11.02.16
Posted in Bioterrorism, Cyberterrorism, Ricin Kooks at 11:56 am by George Smith
If you’re going to do anything with real goods, illicit, dangerous, or both, you can’t hide on the Dark Web. If there’s enough manpower to investigate and it’s present at the right time, your anonymity is pierced.
From Sweden, on a recent ricin case:
A Swedish court has sentenced a 27-year-old German man to one year’s imprisonment for stealing toxic substances from a university where he was a student.
The Uppsala District Court on Friday said Gurkan Korkmaz used the alias LarryFlow to offer lethal substances like ricin on dark-web online markets, but added that it could not be proven he actually sold the substances.

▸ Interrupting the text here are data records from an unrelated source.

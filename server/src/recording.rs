//! Recording file name assignment.
//!
//! The name is generated from a pattern with these placeholders:
//!
//!  * `~/` - user's home directory (at the start of the pattern)
//!  * `%d` - the current date (YYYY-MM-DD)
//!  * `%t` - the current time (HH.MM.SS)
//!  * `%i` - session ID
//!  * `%a` - session alias (or ID if not assigned)
//!
//! If the pattern points to a directory, the default pattern
//! `"%d %t session %i.dprec"` inside that directory is used.

use chrono::{DateTime, TimeZone};
use std::fmt::Display;
use std::path::{Path, PathBuf};

pub const DEFAULT_RECORDING_PATTERN: &str = "%d %t session %i.dprec";

pub fn recording_path<Tz>(
    pattern: &str,
    session_id: &str,
    alias: Option<&str>,
    now: &DateTime<Tz>,
) -> PathBuf
where
    Tz: TimeZone,
    Tz::Offset: Display,
{
    expand_recording_path(pattern, session_id, alias, now, dirs::home_dir().as_deref())
}

pub fn expand_recording_path<Tz>(
    pattern: &str,
    session_id: &str,
    alias: Option<&str>,
    now: &DateTime<Tz>,
    home: Option<&Path>,
) -> PathBuf
where
    Tz: TimeZone,
    Tz::Offset: Display,
{
    let mut filename = match (pattern.strip_prefix("~/"), home) {
        (Some(rest), Some(home)) => home.join(rest).to_string_lossy().into_owned(),
        _ => pattern.to_owned(),
    };

    if Path::new(&filename).is_dir() {
        filename = Path::new(&filename)
            .join(DEFAULT_RECORDING_PATTERN)
            .to_string_lossy()
            .into_owned();
    }

    let alias = alias.filter(|a| !a.is_empty()).unwrap_or(session_id);
    let filename = filename
        .replace("%d", &now.format("%Y-%m-%d").to_string())
        .replace("%t", &now.format("%H.%M.%S").to_string())
        .replace("%i", session_id)
        .replace("%a", alias);

    absolute(PathBuf::from(filename))
}

fn absolute(path: PathBuf) -> PathBuf {
    if path.is_absolute() {
        return path;
    }
    match std::env::current_dir() {
        Ok(cwd) => cwd.join(path),
        Err(err) => {
            log::warn!("Cannot resolve current directory: {}", err);
            path
        }
    }
}

#[cfg(test)]
mod tests {
    use super::*;
    use chrono::Utc;

    fn noon() -> DateTime<Utc> {
        Utc.with_ymd_and_hms(2024, 3, 9, 12, 5, 7).unwrap()
    }

    #[test]
    fn it_expands_placeholders() {
        let path = expand_recording_path(
            "/var/rec/%a-%i %d %t.dprec",
            "12",
            Some("party"),
            &noon(),
            None,
        );
        assert_eq!(
            path,
            PathBuf::from("/var/rec/party-12 2024-03-09 12.05.07.dprec")
        );
    }

    #[test]
    fn alias_falls_back_to_id() {
        let path = expand_recording_path("/rec/%a.dprec", "12", None, &noon(), None);
        assert_eq!(path, PathBuf::from("/rec/12.dprec"));
    }

    #[test]
    fn it_expands_home_directory() {
        let path = expand_recording_path(
            "~/rec/%i.dprec",
            "4",
            None,
            &noon(),
            Some(Path::new("/home/artist")),
        );
        assert_eq!(path, PathBuf::from("/home/artist/rec/4.dprec"));
    }

    #[test]
    fn directory_uses_default_pattern() {
        let dir = tempfile::tempdir().unwrap();
        let pattern = dir.path().to_string_lossy().into_owned();
        let path = expand_recording_path(&pattern, "9", None, &noon(), None);
        assert_eq!(path, dir.path().join("2024-03-09 12.05.07 session 9.dprec"));
    }

    #[test]
    fn relative_patterns_become_absolute() {
        let path = expand_recording_path("rec-%i.dprec", "1", None, &noon(), None);
        assert!(path.is_absolute());
        assert!(path.ends_with("rec-1.dprec"));
    }
}
use easel_system::{
    Disposition, DrawOperation, Message, Notification, RasterTransfer, SessionInfo, SessionMode,
    SessionState, StrokeInfo, ToolInfo, ToolKind, ToolMode,
};

fn session_info() -> SessionInfo {
    SessionInfo {
        id: 5,
        alias: Some("sketch".into()),
        owner: 1,
        width: 800,
        height: 600,
        user_limit: 10,
        mode: SessionMode::default(),
    }
}

fn operations() -> Vec<DrawOperation> {
    vec![
        DrawOperation::ToolInfo(ToolInfo {
            user: 1,
            tool: ToolKind::Brush,
            mode: ToolMode::Normal,
            lo_color: [0, 0, 0, 255],
            hi_color: [255, 0, 0, 255],
            lo_size: 1,
            hi_size: 8,
            lo_hardness: 0,
            hi_hardness: 255,
        }),
        DrawOperation::StrokeInfo(StrokeInfo {
            user: 1,
            x: 10,
            y: 10,
            pressure: 100,
        }),
        DrawOperation::StrokeInfo(StrokeInfo {
            user: 2,
            x: -5,
            y: 7,
            pressure: 255,
        }),
        DrawOperation::StrokeEnd { user: 1 },
        DrawOperation::StrokeEnd { user: 2 },
    ]
}

fn applied(notifications: Vec<Notification>) -> Vec<DrawOperation> {
    notifications
        .into_iter()
        .filter_map(|n| match n {
            Notification::ToolReceived(tool) => Some(DrawOperation::ToolInfo(tool)),
            Notification::StrokeReceived(point) => Some(DrawOperation::StrokeInfo(point)),
            Notification::StrokeEndReceived(user) => Some(DrawOperation::StrokeEnd { user }),
            _ => None,
        })
        .collect()
}

#[test]
fn late_joiner_applies_interleaved_operations_in_order_after_the_last_chunk() {
    let snapshot: Vec<u8> = (0..13u8).collect();
    let mut transfer = RasterTransfer::with_chunk_size(snapshot.clone(), 4).expect("");
    let mut client = SessionState::new(3, "carol", session_info());

    let mut ops = operations().into_iter();
    let mut seen = Vec::new();
    while let Some(chunk) = transfer.next_chunk() {
        let last = chunk.is_last();
        client.handle_message(Message::Raster(chunk)).expect("");
        seen.extend(applied(client.consume_notifications()));
        if !last {
            assert!(seen.is_empty());
            if let Some(op) = ops.next() {
                assert_eq!(
                    client.handle_message(op.into_message()).expect(""),
                    Disposition::Buffered
                );
            }
        }
    }

    for op in ops {
        assert_eq!(
            client.handle_message(op.into_message()).expect(""),
            Disposition::Consumed
        );
    }
    seen.extend(applied(client.consume_notifications()));

    assert_eq!(seen, operations());
    assert_eq!(client.session_image(), Some(snapshot.as_slice()));
}

#[test]
fn empty_canvas_sentinel_releases_the_buffer() {
    let mut transfer = RasterTransfer::new(Vec::new()).expect("");
    let mut client = SessionState::new(3, "carol", session_info());

    for op in operations() {
        client.handle_message(op.into_message()).expect("");
    }
    assert_eq!(client.buffered_operations(), operations().len());

    let chunk = transfer.next_chunk().expect("");
    client.handle_message(Message::Raster(chunk)).expect("");

    assert_eq!(applied(client.consume_notifications()), operations());
    assert_eq!(client.session_image(), Some(&b""[..]));
}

Swedish police started the investigation in the fall of 2015 after receiving tips from U.S. police.
The FBI has put a not insignificant amount of resources into penetrating marketplaces on the dark web. The most public part of the operation has been the tracking, arrests and convictions of those buying and selling poisons like ricin or abrin.
Korkmaz was arrested as the supplier of a ring of blackmailers that had sent ricin letters to a government offical in the Czech Republic in hopes of extorting payment in bitcoins through the use of threats. No digital money was paid out.
From a newspaper report:
[Events] follow the initial arrest of the [Korkmaz] in April on suspicion of selling poison through the internet to a group that blackmailed a Czech minister for large sums of money.
“There was an attempt to blackmail the Czech state. There was a threat to spread different kinds of poison among the general public in the country if the state did not pay out quite a lot of money in bitcoin to the blackmailers. This man’s participation is that he is alleged to have supplied the poison,??? prosecutor Henrik Söderman explained.
Swedish authorities were initially alerted to the man’s trail when the FBI notified their colleagues in Sweden that poison had been sold via a website.
The police have not yet identified the buyers …
Korkmaz did not attempt to make ricin. Instead, he stole it from a lab, one that presumably used a purified source for research.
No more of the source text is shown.